Certificate II in Hospitality – dealing with conflict at work or at schoolStudying a school-based traineeship in hospitality will teach you how to deal with conflict situations.

Conflict generally moves through five (5) identifiable stages, depending upon which point the conflict is – either resolved or avoided. As conflict escalates, it can produce a range of feelings from mild annoyance to considerable stress and turmoil. As issues move through each of the five (5) stages, they become more difficult to resolve, and the likelihood of experiencing difficulties in the workplace and personally becomes unavoidable.

Stage 1

Unease

Stage 2

Episode

Stage 3

Misunderstandings

Stage 4

Stress

Stage 5

Crisis

Stage 1: Unease

Conflict usually begins with that uneasy feeling that makes us uncomfortable. Often you feel uneasy after something someone said or how they said it. Other times it is something that happened, and we feel vulnerable and awkward. It isn’t necessarily a serious incident, but something that niggles at us. For example, someone may have invaded our personal space, made a joke about our culture or the way we speak/look/work, or spoken to us in a tone that we felt was inappropriate. Depending on how we deal with our feelings determines whether this turns into an “episode.”

Stage 2: Episode

An episode is more intense and is likely to result from an unsatisfactory exchange between the conflicting parties. It can leave us feeling upset, even angry. For example, we may have tried to explain our discomfort yet the person repeats the joke or comment, but this time in front of our colleagues or a customer. Or it may be an entirely different incident but between the same people, however the unresolved conflict noted in step 1 has intensified the emotions. Again, dealing with the conflict now can prevent it from increasing into a complete misunderstanding.

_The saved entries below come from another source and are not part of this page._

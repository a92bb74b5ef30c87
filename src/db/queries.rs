use crate::errors::AppResult;
use crate::models::medication::Medication;
use crate::models::medication_log::MedicationLog;
use rusqlite::{Connection, OptionalExtension, Result, Row, params};

// ---------------------------------------------------------------------------
// Row mappers
// ---------------------------------------------------------------------------

pub fn map_medication(row: &Row) -> Result<Medication> {
    Ok(Medication {
        id: row.get("id")?,
        name: row.get("name")?,
        dosage: row.get("dosage")?,
        frequency: row.get("frequency")?,
    })
}

pub fn map_log(row: &Row) -> Result<MedicationLog> {
    Ok(MedicationLog {
        id: row.get("id")?,
        medication_id: row.get("medication_id")?,
        timestamp: row.get("timestamp")?,
    })
}

// ---------------------------------------------------------------------------
// medications
// ---------------------------------------------------------------------------

pub fn load_medications(conn: &Connection) -> AppResult<Vec<Medication>> {
    let mut stmt = conn.prepare_cached("SELECT * FROM medications ORDER BY id ASC")?;
    let rows = stmt.query_map([], map_medication)?;

    let mut out = Vec::new();
    for r in rows {
        out.push(r?);
    }
    Ok(out)
}

pub fn get_medication(conn: &Connection, id: i64) -> AppResult<Option<Medication>> {
    let med = conn
        .query_row(
            "SELECT * FROM medications WHERE id = ?1",
            [id],
            map_medication,
        )
        .optional()?;
    Ok(med)
}

/// Insert a new medication and return the generated id.
pub fn insert_medication(conn: &Connection, med: &Medication) -> AppResult<i64> {
    conn.execute(
        "INSERT INTO medications (name, dosage, frequency) VALUES (?1, ?2, ?3)",
        params![med.name, med.dosage, med.frequency],
    )?;
    Ok(conn.last_insert_rowid())
}

/// Update name/dosage/frequency in place. Returns false if the id is unknown.
pub fn update_medication(conn: &Connection, med: &Medication) -> AppResult<bool> {
    let n = conn.execute(
        "UPDATE medications
         SET name = ?1, dosage = ?2, frequency = ?3
         WHERE id = ?4",
        params![med.name, med.dosage, med.frequency, med.id],
    )?;
    Ok(n > 0)
}

/// Delete a medication; its logs go with it through the foreign key.
/// Returns the number of deleted medication rows (0 or 1).
pub fn delete_medication(conn: &Connection, id: i64) -> AppResult<usize> {
    let n = conn.execute("DELETE FROM medications WHERE id = ?1", [id])?;
    Ok(n)
}

// ---------------------------------------------------------------------------
// medication_logs
// ---------------------------------------------------------------------------

/// Insert a dose log and return the generated id.
pub fn insert_log(conn: &Connection, log: &MedicationLog) -> AppResult<i64> {
    conn.execute(
        "INSERT INTO medication_logs (medication_id, timestamp) VALUES (?1, ?2)",
        params![log.medication_id, log.timestamp],
    )?;
    Ok(conn.last_insert_rowid())
}

pub fn get_log_by_id(conn: &Connection, id: i64) -> AppResult<Option<MedicationLog>> {
    let log = conn
        .query_row(
            "SELECT * FROM medication_logs WHERE id = ?1",
            [id],
            map_log,
        )
        .optional()?;
    Ok(log)
}

pub fn delete_log(conn: &Connection, id: i64) -> AppResult<usize> {
    let n = conn.execute("DELETE FROM medication_logs WHERE id = ?1", [id])?;
    Ok(n)
}

/// Dose history of one medication, newest first.
pub fn load_logs_for_medication(conn: &Connection, medication_id: i64) -> AppResult<Vec<MedicationLog>> {
    let mut stmt = conn.prepare_cached(
        "SELECT * FROM medication_logs
         WHERE medication_id = ?1
         ORDER BY timestamp DESC, id DESC",
    )?;
    collect_logs(stmt.query_map([medication_id], map_log)?)
}

/// Logs with `start <= timestamp <= end` (both bounds inclusive, epoch ms).
pub fn load_logs_between(conn: &Connection, start: i64, end: i64) -> AppResult<Vec<MedicationLog>> {
    let mut stmt = conn.prepare_cached(
        "SELECT * FROM medication_logs
         WHERE timestamp BETWEEN ?1 AND ?2
         ORDER BY timestamp ASC, id ASC",
    )?;
    collect_logs(stmt.query_map([start, end], map_log)?)
}

pub fn load_all_logs(conn: &Connection) -> AppResult<Vec<MedicationLog>> {
    let mut stmt =
        conn.prepare_cached("SELECT * FROM medication_logs ORDER BY timestamp ASC, id ASC")?;
    collect_logs(stmt.query_map([], map_log)?)
}

pub fn count_logs_for_medication(conn: &Connection, medication_id: i64) -> AppResult<i64> {
    let n = conn.query_row(
        "SELECT COUNT(*) FROM medication_logs WHERE medication_id = ?1",
        [medication_id],
        |r| r.get(0),
    )?;
    Ok(n)
}

fn collect_logs<I>(rows: I) -> AppResult<Vec<MedicationLog>>
where
    I: Iterator<Item = Result<MedicationLog>>,
{
    let mut out = Vec::new();
    for r in rows {
        out.push(r?);
    }
    Ok(out)
}

#[cfg(test)]
mod tests {
    use super::*;
    use crate::db::initialize::init_db;
    use crate::db::pool::DbPool;

    fn pool() -> DbPool {
        let pool = DbPool::in_memory().unwrap();
        init_db(&pool.conn).unwrap();
        pool
    }

    #[test]
    fn insert_and_get_medication() {
        let pool = pool();
        let id = insert_medication(&pool.conn, &Medication::new("Ibuprofen", "200 mg", "Twice a day"))
            .unwrap();

        let med = get_medication(&pool.conn, id).unwrap().unwrap();
        assert_eq!(med.name, "Ibuprofen");
        assert_eq!(med.dosage, "200 mg");
        assert_eq!(med.frequency, "Twice a day");
        assert!(get_medication(&pool.conn, id + 1).unwrap().is_none());
    }

    #[test]
    fn deleting_medication_cascades_to_logs() {
        let pool = pool();
        let a = insert_medication(&pool.conn, &Medication::new("A", "1", "daily")).unwrap();
        let b = insert_medication(&pool.conn, &Medication::new("B", "1", "daily")).unwrap();
        insert_log(&pool.conn, &MedicationLog::new(a, 1_000)).unwrap();
        insert_log(&pool.conn, &MedicationLog::new(a, 2_000)).unwrap();
        insert_log(&pool.conn, &MedicationLog::new(b, 3_000)).unwrap();

        assert_eq!(delete_medication(&pool.conn, a).unwrap(), 1);

        let left = load_all_logs(&pool.conn).unwrap();
        assert_eq!(left.len(), 1);
        assert_eq!(left[0].medication_id, b);
    }

    #[test]
    fn log_for_unknown_medication_is_rejected() {
        let pool = pool();
        assert!(insert_log(&pool.conn, &MedicationLog::new(42, 1_000)).is_err());
    }

    #[test]
    fn logs_between_is_inclusive() {
        let pool = pool();
        let a = insert_medication(&pool.conn, &Medication::new("A", "", "")).unwrap();
        for ts in [99, 100, 150, 200, 201] {
            insert_log(&pool.conn, &MedicationLog::new(a, ts)).unwrap();
        }

        let ts: Vec<i64> = load_logs_between(&pool.conn, 100, 200)
            .unwrap()
            .into_iter()
            .map(|l| l.timestamp)
            .collect();
        assert_eq!(ts, vec![100, 150, 200]);
    }

    #[test]
    fn logs_for_medication_newest_first() {
        let pool = pool();
        let a = insert_medication(&pool.conn, &Medication::new("A", "", "")).unwrap();
        let b = insert_medication(&pool.conn, &Medication::new("B", "", "")).unwrap();
        insert_log(&pool.conn, &MedicationLog::new(a, 10)).unwrap();
        insert_log(&pool.conn, &MedicationLog::new(b, 20)).unwrap();
        insert_log(&pool.conn, &MedicationLog::new(a, 30)).unwrap();

        let ts: Vec<i64> = load_logs_for_medication(&pool.conn, a)
            .unwrap()
            .into_iter()
            .map(|l| l.timestamp)
            .collect();
        assert_eq!(ts, vec![30, 10]);
        assert_eq!(count_logs_for_medication(&pool.conn, a).unwrap(), 2);
    }

    #[test]
    fn update_keeps_logs() {
        let pool = pool();
        let id = insert_medication(&pool.conn, &Medication::new("A", "1", "daily")).unwrap();
        insert_log(&pool.conn, &MedicationLog::new(id, 10)).unwrap();

        let mut med = get_medication(&pool.conn, id).unwrap().unwrap();
        med.dosage = "2".into();
        assert!(update_medication(&pool.conn, &med).unwrap());

        assert_eq!(count_logs_for_medication(&pool.conn, id).unwrap(), 1);
        med.id = 999;
        assert!(!update_medication(&pool.conn, &med).unwrap());
    }
}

Stage 3: Misunderstandings

Once conflict has arisen, both parties may find it difficult to maintain objectivity, and begin to attribute blame and ill-feeling toward the other person. These thoughts may be accurate; however, they may also be false, after all there are two sides to every story. We are likely to expend considerable energy thinking, worrying and fretting about the incident. If the conflict is not dealt with soon, one or both parties may begin to experience considerable stress.

Stage 4: Stress

Unresolved conflict can cause great anxiety. This anxiety can lead to negative feelings, and even to hostility towards another person who may or may not be aware of the problem. They may also be anxious about the situation, and it may also begin to affect the workplace and our life at home.

Stage 5: Crisis

When conflict increases to this level, the situation becomes untenable; we are unable to function effectively, either with the other person or within our work environment. The conflict can seem almost impossible to resolve, thus creating even further personal and professional stress. It is likely that further episodes will result, and then we will find ourselves in a cycle that is increasingly difficult to break.

Learning to manage conflict in the early stages will contribute positively to our working relationships with those people with whom we come in to conflict. It will also reduce stress levels and help to develop our interpersonal skills. However we handle conflict, we shouldn’t ignore it and hope it goes away! While we may feel uncomfortable, our customer or colleague may feel even worse! It is important not to take conflict as personal affront, but rather to look on it as an opportunity to improve communication between people.

Undertaking a school-based traineeship in hospitality will help you deal with conflict, both at work and at school.